Par Mon’Esse
L’agence de notation Fitch Ratings a maintenu la note souveraine du Cameroun à «B», assortie d’une perspective négative.
Cette note reflète un équilibre fragile entre des fondamentaux économiques, relativement solides, et des vulnérabilités structurelles jugées profondes.
En dépit d’une croissance économique résiliente et une dette publique jugée soutenable, elle salue les efforts de maîtrise budgétaire et la mobilisation des recettes hors pétrole, mais pointe les risques liés à la succession politique du président Paul Biya, mais aussi la faiblesse de la gouvernance et les tensions persistantes dans les finances publique.
La réélection du président Paul Biya, 92 ans, avec 53,7 % des voix en octobre, prolonge la stabilité immédiate, mais soulève des incertitudes sur la transition de pouvoir et les divisions internes du parti au pouvoir.
De même, Fitch y trouve une source potentielle d’instabilité, notamment dans les régions anglophones et le nord du pays confronté à la menace islamiste.
Fitch Ratings met en avant plusieurs faiblesses persistantes, les indicateurs de gouvernance demeurant faibles.

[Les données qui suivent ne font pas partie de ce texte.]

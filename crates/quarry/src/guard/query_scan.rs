// SPDX-License-Identifier: AGPL-3.0-only
// Copyright (C) 2024 Jonathan Lee
// This program is free software: you can redistribute it and/or modify
// it under the terms of the GNU Affero General Public License version 3
// as published by the Free Software Foundation.
// This program is distributed in the hope that it will be useful,
// but WITHOUT ANY WARRANTY; without even the implied warranty of
// MERCHANTABILITY or FITNESS FOR A PARTICULAR PURPOSE.
// See the GNU Affero General Public License for more details.
// You should have received a copy of the GNU Affero General Public License
// along with this program. If not, see https://www.gnu.org/licenses/.

use crate::guard::denylist::{DESTRUCTIVE_SQL_KEYWORDS, QUERY_START_KEYWORDS};
use crate::script::ast::{walk_expr, walk_program, Constant, Expr, FStringPart, Program, Visitor};
use once_cell::sync::Lazy;
use regex::Regex;

static DESTRUCTIVE_PATTERNS: Lazy<Vec<(&'static str, Regex)>> = Lazy::new(|| {
    DESTRUCTIVE_SQL_KEYWORDS
        .iter()
        .filter_map(|keyword| {
            let pattern = format!(r"\b{}\b", regex::escape(&keyword.to_uppercase()));
            Regex::new(&pattern).ok().map(|re| (*keyword, re))
        })
        .collect()
});

/// Interpolations become `?` so the literal skeleton can be inspected.
pub fn render_with_placeholders(parts: &[FStringPart]) -> String {
    parts
        .iter()
        .map(|part| match part {
            FStringPart::Literal(text) => text.as_str(),
            FStringPart::Interpolation { .. } => "?",
        })
        .collect()
}

pub fn looks_like_query(text: &str) -> bool {
    let upper = text.trim().to_uppercase();
    QUERY_START_KEYWORDS
        .iter()
        .any(|keyword| upper.starts_with(keyword))
}

pub fn forbidden_keywords(query: &str) -> Vec<&'static str> {
    let upper = query.to_uppercase();
    DESTRUCTIVE_PATTERNS
        .iter()
        .filter(|(_, re)| re.is_match(&upper))
        .map(|(keyword, _)| *keyword)
        .collect()
}

#[derive(Default)]
struct QueryCollector {
    queries: Vec<String>,
}

impl Visitor for QueryCollector {
    fn visit_expr(&mut self, expr: &Expr) {
        match expr {
            Expr::Constant(Constant::Str(text)) if looks_like_query(text) => {
                self.queries.push(text.clone());
            }
            Expr::FString(parts) => {
                let rendered = render_with_placeholders(parts);
                if looks_like_query(&rendered) {
                    self.queries.push(rendered);
                }
            }
            _ => {}
        }
        walk_expr(self, expr);
    }
}

pub fn embedded_queries(program: &Program) -> Vec<String> {
    let mut collector = QueryCollector::default();
    walk_program(&mut collector, program);
    collector.queries
}

pub fn scan_queries(program: &Program) -> Vec<String> {
    embedded_queries(program)
        .iter()
        .filter(|query| !query.is_empty())
        .filter_map(|query| {
            let found = forbidden_keywords(query);
            (!found.is_empty())
                .then(|| format!("SQL contains forbidden operation(s): {}", found.join(", ")))
        })
        .collect()
}

#[cfg(test)]
mod tests {
    use super::*;
    use crate::script::parse;

    #[test]
    fn word_boundaries_avoid_substring_hits() {
        assert!(forbidden_keywords("SELECT DROPBOX_COL FROM x").is_empty());
        assert!(forbidden_keywords("select updated_at from orders").is_empty());
        assert_eq!(forbidden_keywords("drop table x; delete from y"), vec!["DROP", "DELETE"]);
        assert_eq!(forbidden_keywords("EXEC xp_cmdshell 'dir'"), vec!["EXEC", "xp_cmdshell"]);
    }

    #[test]
    fn fstring_queries_use_placeholders() {
        let program =
            parse("q = f\"SELECT * FROM sales WHERE region = '{region}'\"\nnote = 'hello'\n")
                .unwrap();
        let queries = embedded_queries(&program);
        assert_eq!(queries, vec!["SELECT * FROM sales WHERE region = '?'".to_string()]);
    }

    #[test]
    fn non_query_strings_are_ignored() {
        let program = parse("label = 'please drop me a line'\n").unwrap();
        assert!(scan_queries(&program).is_empty());
    }
}
pub(super) fn call(
    interp: &mut Interpreter,
    series: &Rc<SeriesValue>,
    name: &str,
    args: Args,
) -> Result<Value, ScriptError> {
    interp.consume(series.len() as u64 / 8 + 1)?;
    if let Some(reduction) = reduction_for(name, &args)? {
        return stats::reduce(&series.data, reduction);
    }
    let derived = |data: ColumnData| Value::series(series.name.clone(), data);
    let count = |args: &Args| usize::try_from(args.int(0, "n", 5)?).map_err(|_| ScriptError::value_error("n must be non-negative"));
    let value = match name {
        "head" => derived(series.data.take(&(0..count(&args)?.min(series.len())).collect::<Vec<_>>())),
        "tail" => {
            let n = count(&args)?.min(series.len());
            derived(series.data.take(&(series.len() - n..series.len()).collect::<Vec<_>>()))
        }
        "copy" => Value::Series(series.clone()),
        "tolist" | "to_list" => cells_list(&series.data),
        "item" => match series.len() {
            1 => Value::from_cell(series.data.get(0)),
            _ => {
                return Err(ScriptError::value_error(
                    "can only convert an array of size 1 to a Python scalar",
                ))
            }
        },
        "unique" => Value::series(series.name.clone(), ColumnData::from_cells(&distinct(&series.data))),
        "drop_duplicates" => derived(ColumnData::from_cells(&distinct(&series.data))),
        "mode" => {
            let mut counts: IndexMap<KeyCell, (Cell, usize)> = IndexMap::new();
            for cell in series.data.cells().into_iter().filter(|c| !c.is_null()) {
                counts.entry(KeyCell::from(&cell)).or_insert((cell, 0)).1 += 1;
            }
            let top = counts.values().map(|(_, n)| *n).max().unwrap_or(0);
            let winners: Vec<Cell> = counts
                .into_values()
                .filter(|(_, n)| *n == top)
                .map(|(cell, _)| cell)
                .collect();
            let winners = SeriesValue::new(None, ColumnData::from_cells(&winners));
            derived(sorted(&winners, true)?)
        }
        "value_counts" => value_counts(series, &args)?,
        "sort_values" => derived(sorted(series, args.flag(0, "ascending", true)?)?),
        "nlargest" | "nsmallest" => {
            let n = count(&args)?;
            let ordered = sorted(series, name == "nsmallest")?;
            let keep: Vec<usize> = (0..n.min(ordered.len()))
                .filter(|&i| !ordered.get(i).is_null())
                .collect();
            derived(ordered.take(&keep))
        }
        "round" => {
            let decimals = i32::try_from(args.int(0, "decimals", 0)?).unwrap_or(0);
            match &series.data {
                ColumnData::Float(values) => {
                    let factor = 10f64.powi(decimals);
                    derived(ColumnData::Float(
                        values
                            .iter()
                            .map(|v| v.map(|v| (v * factor).round_ties_even() / factor))
                            .collect(),
                    ))
                }
                other => derived(other.clone()),
            }
        }
        "abs" => match &series.data {
            ColumnData::Int(values) => derived(ColumnData::Int(values.iter().map(|v| v.map(i64::abs)).collect())),
            ColumnData::Float(values) => derived(ColumnData::Float(values.iter().map(|v| v.map(f64::abs)).collect())),
            other => {
                return Err(ScriptError::type_error(format!(
                    "bad operand type for abs(): '{}'",
                    other.dtype_name()
                )))
            }
        },
        "astype" => derived(cast(&series.data, args.require(0, "dtype", name)?)?),
        "fillna" => {
            let fill = args.require(0, "value", name)?;
            let cell = fill.to_cell().ok_or_else(|| {
                ScriptError::type_error(format!("cannot fill with '{}'", fill.type_name()))
            })?;
            derived(fill_nulls(&series.data, &cell))
        }
        "ffill" | "bfill" => derived(propagate(&series.data, name == "ffill")),
        "isna" | "isnull" | "notna" | "notnull" => {
            let want_missing = name.starts_with("is");
            derived(ColumnData::Bool(
                series.data.cells().iter().map(|c| Some(c.is_null() == want_missing)).collect(),
            ))
        }
        "dropna" => {
            let mask: Vec<bool> = series.data.cells().iter().map(|c| !c.is_null()).collect();
            derived(series.data.filter(&mask))
        }
        "isin" => {
            let wanted: Vec<Cell> = interp
                .iterate(args.require(0, "values", name)?)?
                .iter()
                .filter_map(Value::to_cell)
                .collect();
            derived(ColumnData::Bool(
                series
                    .data
                    .cells()
                    .iter()
                    .map(|cell| Some(wanted.iter().any(|w| cells_equal(cell, w))))
                    .collect(),
            ))
        }
        "between" => {
            let low = args.require(0, "left", name)?.to_cell().unwrap_or(Cell::Null);
            let high = args.require(1, "right", name)?.to_cell().unwrap_or(Cell::Null);
            let inclusive = args.text(2, "inclusive")?.unwrap_or_else(|| "both".to_string());
            let (low_ok, high_ok): (&[Ordering], &[Ordering]) = match inclusive.as_str() {
                "both" => (&[Ordering::Greater, Ordering::Equal], &[Ordering::Less, Ordering::Equal]),
                "left" => (&[Ordering::Greater, Ordering::Equal], &[Ordering::Less]),
                "right" => (&[Ordering::Greater], &[Ordering::Less, Ordering::Equal]),
                "neither" => (&[Ordering::Greater], &[Ordering::Less]),
                other => {
                    return Err(ScriptError::value_error(format!(
                        "Inclusive has to be either string of 'both','left', 'right', or 'neither', got '{other}'"
                    )))
                }
            };
            derived(ColumnData::Bool(
                series
                    .data
                    .cells()
                    .iter()
                    .map(|cell| {
                        let above = cell.compare(&low).is_some_and(|o| low_ok.contains(&o));
                        let below = cell.compare(&high).is_some_and(|o| high_ok.contains(&o));
                        Some(!cell.is_null() && above && below)
                    })
                    .collect(),
            ))
        }
        "apply" | "map" => {
            let mapper = args.require(0, "func", name)?.clone();
            let skip_missing = args.text(1, "na_action")?.as_deref() == Some("ignore");
            let mut cells = Vec::with_capacity(series.len());
            for cell in series.data.cells() {
                if skip_missing && cell.is_null() {
                    cells.push(Cell::Null);
                    continue;
                }
                let result = match &mapper {
                    Value::Dict(entries) => {
                        let key = DictKey::from_value(&Value::from_cell(cell))?;
                        entries.borrow().get(&key).cloned().unwrap_or(Value::None)
                    }
                    func => interp.call_value(func, Args::of(vec![Value::from_cell(cell)]))?,
                };
                cells.push(result.to_cell().ok_or_else(|| {
                    ScriptError::type_error(format!(
                        "{name} must produce scalars, got '{}'",
                        result.type_name()
                    ))
                })?);
            }
            derived(ColumnData::from_cells(&cells))
        }
        "replace" => {
            let mapping: Vec<(Cell, Cell)> = match (args.require(0, "to_replace", name)?, args.opt(1, "value")) {
                (Value::Dict(entries), None) => entries
                    .borrow()
                    .iter()
                    .filter_map(|(from, to)| Some((from.to_value().to_cell()?, to.to_cell()?)))
                    .collect(),
                (Value::List(items), Some(to)) => {
                    let to = to.to_cell().unwrap_or(Cell::Null);
                    items.borrow().iter().filter_map(Value::to_cell).map(|from| (from, to.clone())).collect()
                }
                (from, to) => vec![(
                    from.to_cell().unwrap_or(Cell::Null),
                    to.and_then(Value::to_cell).unwrap_or(Cell::Null),
                )],
            };
            let cells: Vec<Cell> = series
                .data
                .cells()
                .into_iter()
                .map(|cell| {
                    mapping
                        .iter()
                        .find(|(from, _)| cells_equal(&cell, from))
                        .map_or(cell.clone(), |(_, to)| to.clone())
                })
                .collect();
            derived(ColumnData::from_cells(&cells))
        }
        "where" => {
            let mask = mask_of(args.require(0, "cond", name)?, series.len())?.ok_or_else(|| {
                ScriptError::value_error("where() expects a boolean condition")
            })?;
            let other = args.opt(1, "other").and_then(Value::to_cell).unwrap_or(Cell::Null);
            let cells: Vec<Cell> = series
                .data
                .cells()
                .into_iter()
                .zip(mask)
                .map(|(cell, keep)| if keep { cell } else { other.clone() })
                .collect();
            derived(ColumnData::from_cells(&cells))
        }
        "cumsum" | "cummax" | "cummin" => derived(cumulative(series, name)?),
        "diff" => {
            let values = numeric(series, name)?;
            let previous = shifted(&values, args.int(0, "periods", 1)?);
            derived(ColumnData::Float(
                values
                    .iter()
                    .zip(previous)
                    .map(|(v, p)| Some((*v)? - p?))
                    .collect(),
            ))
        }
        "pct_change" => {
            let values = numeric(series, name)?;
            let previous = shifted(&values, args.int(0, "periods", 1)?);
            derived(ColumnData::Float(
                values
                    .iter()
                    .zip(previous)
                    .map(|(v, p)| Some((*v)? / p? - 1.0))
                    .collect(),
            ))
        }
        "shift" => derived(shift_cells(&series.data, args.int(0, "periods", 1)?)),
        "idxmax" => position_of_extreme(series, Ordering::Greater)?,
        "idxmin" => position_of_extreme(series, Ordering::Less)?,
        "any" | "all" => {
            let flags: Vec<bool> = series
                .data
                .cells()
                .iter()
                .filter(|c| !c.is_null())
                .map(|c| Value::from_cell(c.clone()).truthy())
                .collect::<Result<_, _>>()?;
            Value::Bool(if name == "any" {
                flags.iter().any(|f| *f)
            } else {
                flags.iter().all(|f| *f)
            })
        }
        "clip" => {
            let lower = args.opt(0, "lower").and_then(Value::as_f64);
            let upper = args.opt(1, "upper").and_then(Value::as_f64);
            let values = numeric(series, name)?;
            let clipped: Vec<Option<f64>> = values
                .into_iter()
                .map(|v| v.map(|v| v.max(lower.unwrap_or(f64::NEG_INFINITY)).min(upper.unwrap_or(f64::INFINITY))))
                .collect();
            match series.data {
                ColumnData::Int(_) => derived(ColumnData::Int(clipped.into_iter().map(|v| v.map(|v| v as i64)).collect())),
                _ => derived(ColumnData::Float(clipped)),
            }
        }
        "rename" => Value::series(
            args.opt(0, "index").map(crate::sandbox::format::to_str),
            series.data.clone(),
        ),
        "to_frame" => {
            let column = args
                .text(0, "name")?
                .or_else(|| series.name.clone())
                .unwrap_or_else(|| "0".to_string());
            Value::frame(Table::new(vec![(column, series.data.clone())]).map_err(table_error)?)
        }
        "reset_index" => {
            if args.flag(usize::MAX, "drop", false)? {
                Value::Series(series.clone())
            } else {
                let column = args
                    .text(usize::MAX, "name")?
                    .or_else(|| series.name.clone())
                    .unwrap_or_else(|| "0".to_string());
                let index = ColumnData::Int((0..series.len() as i64).map(Some).collect());
                Value::frame(
                    Table::new(vec![("index".to_string(), index), (column, series.data.clone())])
                        .map_err(table_error)?,
                )
            }
        }
        "to_dict" => Value::dict(
            series
                .data
                .cells()
                .into_iter()
                .enumerate()
                .map(|(i, cell)| (DictKey::Int(i as i64), Value::from_cell(cell)))
                .collect(),
        ),
        other => return Err(ScriptError::attribute_error("Series", other)),
    };
    Ok(value)
}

De même, les arriérés intérieurs de dette restent élevés, bien qu’en baisse à 388 milliards de francs à mi-2025, et la gestion de la trésorerie publique souffrant de retards de paiement extérieurs sur la dette non commerciale.
De même, selon l’agence, se poursuivent des interventions quasi-fiscales de la Société nationale des hydrocarbures (Snh) qui représentent 0,7 % du produit intérieur brut (Pib) et que les autorités se sont engagées à supprimer d’ici 2026.